--- START ---

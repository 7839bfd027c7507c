use std::collections::HashMap;

use crate::limits::MAX_ROLLBACK_STEPS;
use crate::model::{RequestId, ZoneId};

/// Parsed command from an HTTP request.
#[derive(Debug, PartialEq, Eq)]
pub enum Command {
    Snapshot,
    Analytics,
    Allocate {
        vehicle_id: String,
        zone_id: ZoneId,
    },
    Cancel {
        request_id: RequestId,
    },
    Leave {
        request_id: RequestId,
    },
    Rollback {
        steps: usize,
    },
}

/// Malformed form input, rejected before the engine is consulted.
#[derive(Debug, PartialEq, Eq)]
pub enum ApiError {
    MissingField(&'static str),
    InvalidField { field: &'static str, value: String },
}

impl std::fmt::Display for ApiError {
    fn fmt(&self, f: &mut std::fmt::Formatter<'_>) -> std::fmt::Result {
        match self {
            ApiError::MissingField(name) => write!(f, "missing field: {name}"),
            ApiError::InvalidField { field, value } => {
                write!(f, "invalid value for {field}: {value:?}")
            }
        }
    }
}

impl std::error::Error for ApiError {}

/// Decode an `application/x-www-form-urlencoded` body. The content type is
/// not checked: some clients post forms as `text/plain`. Later duplicates
/// win.
pub fn decode_form(body: &[u8]) -> HashMap<String, String> {
    url::form_urlencoded::parse(body).into_owned().collect()
}

/// `vehicleId`, `zoneId`.
pub fn parse_allocate(body: &[u8]) -> Result<Command, ApiError> {
    let form = decode_form(body);
    let vehicle_id = form
        .get("vehicleId")
        .cloned()
        .ok_or(ApiError::MissingField("vehicleId"))?;
    let zone_id = required_number(&form, "zoneId")?;
    Ok(Command::Allocate { vehicle_id, zone_id })
}

/// `requestId`.
pub fn parse_cancel(body: &[u8]) -> Result<Command, ApiError> {
    let form = decode_form(body);
    Ok(Command::Cancel {
        request_id: RequestId(required_number(&form, "requestId")?),
    })
}

/// `requestId`.
pub fn parse_leave(body: &[u8]) -> Result<Command, ApiError> {
    let form = decode_form(body);
    Ok(Command::Leave {
        request_id: RequestId(required_number(&form, "requestId")?),
    })
}

/// Optional `k`, default 1, at most `MAX_ROLLBACK_STEPS`.
pub fn parse_rollback(body: &[u8]) -> Result<Command, ApiError> {
    let form = decode_form(body);
    let steps = match form.get("k") {
        None => 1,
        Some(raw) => match raw.trim().parse::<usize>() {
            Ok(k) if (1..=MAX_ROLLBACK_STEPS).contains(&k) => k,
            _ => {
                return Err(ApiError::InvalidField {
                    field: "k",
                    value: raw.clone(),
                });
            }
        },
    };
    Ok(Command::Rollback { steps })
}

fn required_number<T: std::str::FromStr>(
    form: &HashMap<String, String>,
    field: &'static str,
) -> Result<T, ApiError> {
    let raw = form.get(field).ok_or(ApiError::MissingField(field))?;
    raw.trim().parse().map_err(|_| ApiError::InvalidField {
        field,
        value: raw.clone(),
    })
}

--- END ---

Instructions for the task: If a line in the data holds the string "InvalidField", copy that line.

Your response:
    InvalidField { field: &'static str, value: String },
            ApiError::InvalidField { field, value } => {
                return Err(ApiError::InvalidField {
    raw.trim().parse().map_err(|_| ApiError::InvalidField {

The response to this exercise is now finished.